— Task statement —
Once you find the line with "let mut name" in the entries below, return exactly every line from it through the line with "nothing has been".
START Source material
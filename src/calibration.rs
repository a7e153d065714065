//! Persisted calibration and settings snapshot.
//!
//! Offsets are mechanical trim values in servo degrees, added after the
//! +90 user-offset shift and clamped with the rest of the command path.
//! The whole snapshot serializes as one JSON document through the
//! `CalibrationStore` port.

use serde::{Deserialize, Serialize};

use crate::app::ports::{CalibrationStore, StoreError};
use crate::motion::SubMotionId;

pub const DEFAULT_DROID_NAME: &str = "Droid";
pub const DEFAULT_MOVEMENT_SPEED: u8 = 100;

/// Trim offsets for one three-axis controller.
#[derive(Debug, Clone, Copy, Default, PartialEq, Eq, Serialize, Deserialize)]
pub struct AxisTrim {
    pub rotate: i16,
    pub tilt_forward: i16,
    pub tilt_sideways: i16,
}

impl AxisTrim {
    pub fn get(&self, id: SubMotionId) -> i16 {
        match id {
            SubMotionId::Rotate => self.rotate,
            SubMotionId::TiltForward => self.tilt_forward,
            SubMotionId::TiltSideways => self.tilt_sideways,
        }
    }

    pub fn set(&mut self, id: SubMotionId, value: i16) {
        match id {
            SubMotionId::Rotate => self.rotate = value,
            SubMotionId::TiltForward => self.tilt_forward = value,
            SubMotionId::TiltSideways => self.tilt_sideways = value,
        }
    }
}

/// Operator-tunable settings carried alongside the trims.
///
/// `movement_speed` is stored and reported for the remote UI; the motion
/// core itself derives its pacing from explicit durations.
#[derive(Debug, Clone, PartialEq, Eq, Serialize, Deserialize)]
pub struct DroidSettings {
    pub name: heapless::String<32>,
    pub movement_speed: u8,
}

impl Default for DroidSettings {
    fn default() -> Self {
        let mut name = heapless::String::new();
        let _ = name.push_str(DEFAULT_DROID_NAME);
        Self {
            name,
            movement_speed: DEFAULT_MOVEMENT_SPEED,
        }
    }
}

#[derive(Debug, Clone, Default, PartialEq, Eq, Serialize, Deserialize)]
pub struct CalibrationData {
    pub neck: AxisTrim,
    pub body: AxisTrim,
    pub accessory: i16,
    #[serde(default)]
    pub settings: DroidSettings,
}

impl CalibrationData {
    /// Load from the store, falling back to defaults when nothing has been
    /// persisted yet.  A corrupted snapshot is also replaced by defaults;
    /// the caller logs the condition.
    pub fn load_or_default<S: CalibrationStore>(store: &mut S) -> Result<Self, StoreError> {
        match store.load() {
            Ok(data) => Ok(data),
            Err(StoreError::NotFound | StoreError::Corrupted) => Ok(Self::default()),
            Err(e) => Err(e),
        }
    }

    pub fn reset(&mut self) {
        *self = Self::default();
    }
}
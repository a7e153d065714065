//! Recording event sink for integration tests.

use droidcore::app::events::AppEvent;
use droidcore::app::ports::EventSink;

#[derive(Default)]
pub struct RecordingSink {
    pub events: Vec<AppEvent>,
}

#[allow(dead_code)]
impl RecordingSink {
    pub fn new() -> Self {
        Self::default()
    }

    pub fn count(&self, pred: impl Fn(&AppEvent) -> bool) -> usize {
        self.events.iter().filter(|e| pred(e)).count()
    }

    pub fn contains(&self, pred: impl Fn(&AppEvent) -> bool) -> bool {
        self.events.iter().any(pred)
    }
}

impl EventSink for RecordingSink {
    fn emit(&mut self, event: &AppEvent) {
        self.events.push(event.clone());
    }
}
//! End-to-end service tests: commands flow through the SPSC queue into the
//! control loop, and effects come back out through the mock ports.

use droidcore::adapters::hardware::SimulatedHardware;
use droidcore::adapters::storage::MemoryStore;
use droidcore::app::commands::{CommandQueue, DroidCommand};
use droidcore::app::events::AppEvent;
use droidcore::app::service::DroidService;
use droidcore::config::DroidConfig;
use droidcore::face::{EyeExpression, EyeScope};
use droidcore::lights::LightMode;

use crate::recording_sink::RecordingSink;

const CH_HEAD_TILT_SIDEWAYS: u8 = 5;
const CH_HEAD_ROTATE: u8 = 8;
const CH_HEAD_TILT_FORWARD: u8 = 9;
const CH_BODY_SIDEWAY_LEFT: u8 = 14;
const CH_BODY_SIDEWAY_RIGHT: u8 = 15;

struct Rig {
    service: DroidService,
    hw: SimulatedHardware,
    store: MemoryStore,
    sink: RecordingSink,
}

impl Rig {
    fn boot() -> Self {
        let mut rig = Self {
            service: DroidService::new(&DroidConfig::default(), 42),
            hw: SimulatedHardware::new(),
            store: MemoryStore::new(),
            sink: RecordingSink::new(),
        };
        rig.service
            .start(&mut rig.store, &mut rig.hw, &mut |_| {}, &mut rig.sink)
            .unwrap();
        rig
    }

    fn handle(&mut self, cmd: DroidCommand, now_ms: u64) {
        self.service.handle_command(
            cmd,
            now_ms,
            &mut self.hw,
            &mut self.store,
            &mut |_| {},
            &mut self.sink,
        );
    }

    fn run(&mut self, from_ms: u64, to_ms: u64) {
        for now in (from_ms..to_ms).step_by(20) {
            self.service.tick(now, &mut self.hw, &mut self.sink);
        }
    }
}

#[test]
fn boot_emits_started_and_centers_every_axis() {
    let rig = Rig::boot();
    assert!(rig.sink.contains(|e| *e == AppEvent::Started));
    assert_eq!(rig.hw.servo_position(CH_HEAD_ROTATE), Some(90.0));
    assert_eq!(rig.hw.servo_position(CH_BODY_SIDEWAY_LEFT), Some(90.0));
    assert_eq!(rig.hw.servo_position(CH_BODY_SIDEWAY_RIGHT), Some(90.0));
}

#[test]
fn queued_commands_drain_in_fifo_order() {
    let mut rig = Rig::boot();
    rig.handle(DroidCommand::SetAutomatic(false), 0);

    let mut queue = CommandQueue::new();
    let (mut producer, mut consumer) = queue.split();
    producer
        .enqueue(DroidCommand::Lights { code: 1 })
        .unwrap();
    producer
        .enqueue(DroidCommand::Lights { code: 4 })
        .unwrap();
    producer
        .enqueue(DroidCommand::Neck {
            rotate: 30.0,
            tilt_forward: 0.0,
            tilt_sideways: 0.0,
            duration_ms: Some(0),
        })
        .unwrap();

    rig.service.drain_commands(
        &mut consumer,
        0,
        &mut rig.hw,
        &mut rig.store,
        &mut |_| {},
        &mut rig.sink,
    );

    // The later light command wins; the neck command landed too.
    assert_eq!(rig.service.snapshot().light_mode, LightMode::Mode1);
    assert_eq!(rig.hw.servo_position(CH_HEAD_ROTATE), Some(120.0));
    assert!(consumer.dequeue().is_none());
}

#[test]
fn one_queued_neck_command_poses_all_three_sub_motions_in_one_drain() {
    let mut rig = Rig::boot();
    rig.handle(DroidCommand::SetAutomatic(false), 0);

    let mut queue = CommandQueue::new();
    let (mut producer, mut consumer) = queue.split();
    producer
        .enqueue(DroidCommand::Neck {
            rotate: 45.0,
            tilt_forward: -30.0,
            tilt_sideways: 10.0,
            duration_ms: Some(0),
        })
        .unwrap();

    rig.service.drain_commands(
        &mut consumer,
        0,
        &mut rig.hw,
        &mut rig.store,
        &mut |_| {},
        &mut rig.sink,
    );

    // The whole pose lands in the same control cycle; no sub-motion is
    // left behind to catch up on a later drain.
    assert_eq!(rig.hw.servo_position(CH_HEAD_ROTATE), Some(135.0));
    assert_eq!(rig.hw.servo_position(CH_HEAD_TILT_FORWARD), Some(60.0));
    assert_eq!(rig.hw.servo_position(CH_HEAD_TILT_SIDEWAYS), Some(100.0));
}

#[test]
fn eased_neck_move_reaches_target_through_ticks() {
    let mut rig = Rig::boot();
    rig.handle(DroidCommand::SetAutomatic(false), 0);
    rig.handle(
        DroidCommand::Neck {
            rotate: 45.0,
            tilt_forward: 0.0,
            tilt_sideways: 0.0,
            duration_ms: Some(1000),
        },
        0,
    );

    rig.run(0, 500);
    let mid = rig.hw.servo_position(CH_HEAD_ROTATE).unwrap();
    assert!(mid > 90.0 && mid < 135.0, "mid-move position {mid}");
    // Read-back reports the commanded target even while the servo travels.
    assert_eq!(rig.service.snapshot().neck_rotate, 45.0);

    rig.run(500, 1200);
    assert_eq!(rig.hw.servo_position(CH_HEAD_ROTATE), Some(135.0));
}

#[test]
fn both_eyes_changing_fires_one_synchronized_transition() {
    let mut rig = Rig::boot();
    rig.handle(DroidCommand::SetAutomatic(false), 0);
    rig.handle(
        DroidCommand::Eyes {
            scope: EyeScope::Both,
            code: 6,
        },
        0,
    );
    rig.run(0, 5000);

    let transitions = rig
        .sink
        .count(|e| matches!(e, AppEvent::EyeTransition { .. }));
    assert_eq!(transitions, 1);
    assert!(rig.sink.contains(|e| {
        matches!(
            e,
            AppEvent::EyeTransition {
                scope: EyeScope::Both,
                state: EyeExpression::Angry,
            }
        )
    }));
    let snap = rig.service.snapshot();
    assert_eq!(snap.eye_left, EyeExpression::Angry);
    assert_eq!(snap.eye_right, EyeExpression::Angry);
}

#[test]
fn unknown_gateway_codes_degrade_to_safe_defaults() {
    let mut rig = Rig::boot();
    rig.handle(DroidCommand::SetAutomatic(false), 0);
    rig.handle(DroidCommand::Lights { code: 99 }, 0);
    rig.handle(
        DroidCommand::Eyes {
            scope: EyeScope::Both,
            code: 250,
        },
        0,
    );
    rig.run(0, 2000);

    let snap = rig.service.snapshot();
    assert_eq!(snap.light_mode, LightMode::Off);
    // None is inert: the eyes keep their last rendered state.
    assert_eq!(snap.eye_left, EyeExpression::Open);
}

#[test]
fn disabling_automatic_freezes_motion_and_restores_manual_eyes() {
    let mut rig = Rig::boot();
    rig.handle(DroidCommand::SetAutomatic(false), 0);
    rig.handle(
        DroidCommand::Eyes {
            scope: EyeScope::Both,
            code: 5, // sad
        },
        0,
    );
    rig.run(0, 5000);
    assert_eq!(rig.service.snapshot().eye_left, EyeExpression::Sad);

    rig.handle(DroidCommand::SetAutomatic(true), 5000);
    rig.run(5000, 180_000);
    assert!(
        rig.sink.contains(|e| matches!(e, AppEvent::IdleExpression(_))),
        "three minutes of automatic mode must produce idle activity"
    );

    // Freeze again: servo writes stop and the manual expression returns.
    rig.handle(DroidCommand::SetAutomatic(false), 180_000);
    rig.run(180_000, 200_000);
    let writes_frozen = rig.hw.servo_writes().len();
    rig.run(200_000, 230_000);
    assert_eq!(rig.hw.servo_writes().len(), writes_frozen);
    let snap = rig.service.snapshot();
    assert_eq!(snap.eye_left, EyeExpression::Sad);
    assert_eq!(snap.eye_right, EyeExpression::Sad);
}

#[test]
fn idle_wander_never_leaves_actuator_range() {
    let mut rig = Rig::boot();
    rig.run(0, 300_000);
    assert!(
        rig.hw
            .servo_writes()
            .iter()
            .all(|(_, d)| (0.0..=180.0).contains(d)),
        "every servo write must stay in 0..=180"
    );
}

#[test]
fn center_all_command_repeats_the_staged_sequence() {
    let mut rig = Rig::boot();
    rig.handle(DroidCommand::SetAutomatic(false), 0);
    rig.handle(
        DroidCommand::Neck {
            rotate: 60.0,
            tilt_forward: 0.0,
            tilt_sideways: 0.0,
            duration_ms: Some(0),
        },
        0,
    );
    assert_eq!(rig.hw.servo_position(CH_HEAD_ROTATE), Some(150.0));

    let mut settles = Vec::new();
    rig.service.handle_command(
        DroidCommand::CenterAll,
        0,
        &mut rig.hw,
        &mut rig.store,
        &mut |ms| settles.push(ms),
        &mut rig.sink,
    );
    assert_eq!(settles, vec![500, 500, 500, 500]);
    assert_eq!(rig.hw.servo_position(CH_HEAD_ROTATE), Some(90.0));
}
END Source material
— Task output —
        let mut name = heapless::String::new();
        let _ = name.push_str(DEFAULT_DROID_NAME);
        Self {
            name,
            movement_speed: DEFAULT_MOVEMENT_SPEED,
        }
    }
}

#[derive(Debug, Clone, Default, PartialEq, Eq, Serialize, Deserialize)]
pub struct CalibrationData {
    pub neck: AxisTrim,
    pub body: AxisTrim,
    pub accessory: i16,
    #[serde(default)]
    pub settings: DroidSettings,
}

impl CalibrationData {
    /// Load from the store, falling back to defaults when nothing has been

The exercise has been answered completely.